**What you need to do**
Examine the records and identify each line that includes the string "address". Copy those lines.

╭─ Source data

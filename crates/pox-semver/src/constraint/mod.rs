//! Constraint types for version matching

mod bound;
pub mod constraint;
mod constraint_interface;
mod match_all;
mod match_none;
mod multi_constraint;
mod operator;

pub use bound::Bound;
pub use constraint::{Constraint, ConstraintError, php_version_compare};
pub use constraint_interface::ConstraintInterface;
pub use match_all::MatchAllConstraint;
pub use match_none::MatchNoneConstraint;
pub use multi_constraint::{MultiConstraint, MultiConstraintError};
pub use operator::Operator;
use crate::Result;
use std::future::Future;
use std::net::SocketAddr;

/// Trait for stream-based protocols
///
/// This trait defines the interface that stream protocol implementations
/// must provide to work with the generic stream ack server and client.
pub trait StreamProtocol {
    /// Listener type for this protocol
    type Listener: Send + Sync + 'static;
    /// Stream type for this protocol
    type Stream: Send + 'static;

    /// Binds a listener with the given backlog (server-side)
    fn bind(addr: SocketAddr, backlog: u32) -> impl Future<Output = Result<Self::Listener>> + Send;

    /// Returns the address the listener is bound to
    fn local_addr(listener: &Self::Listener) -> Result<SocketAddr>;

    /// Accepts a new connection from the listener (server-side)
    fn accept(
        listener: &Self::Listener,
    ) -> impl Future<Output = Result<(Self::Stream, SocketAddr)>> + Send;

    /// Connects to a server at the given address (client-side)
    fn connect(addr: SocketAddr) -> impl Future<Output = Result<Self::Stream>> + Send;

    /// Reads data from a stream
    fn read(
        stream: &mut Self::Stream,
        buffer: &mut [u8],
    ) -> impl Future<Output = Result<usize>> + Send;

    /// Writes all of `data` to a stream
    fn write(stream: &mut Self::Stream, data: &[u8]) -> impl Future<Output = Result<()>> + Send;

    /// Flushes a stream
    fn flush(stream: &mut Self::Stream) -> impl Future<Output = Result<()>> + Send;

    /// Shuts down the write half of a stream
    fn shutdown(stream: &mut Self::Stream) -> impl Future<Output = Result<()>> + Send;
}
//! Datagram-based ack server and client functionality
//!
//! This module provides a generic datagram ack server and a one-shot
//! datagram client that work with any datagram protocol.

pub mod client;
pub mod config;
pub mod protocol;
pub mod server;

pub use client::{DatagramClient, Reply};
pub use config::{DatagramClientConfig, DatagramClientConfigBuilder, DatagramServerConfig};
pub use protocol::DatagramProtocol;
pub use server::DatagramAckServer;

╰─

**Exercise response**
    /// Returns the address the listener is bound to
    /// Connects to a server at the given address (client-side)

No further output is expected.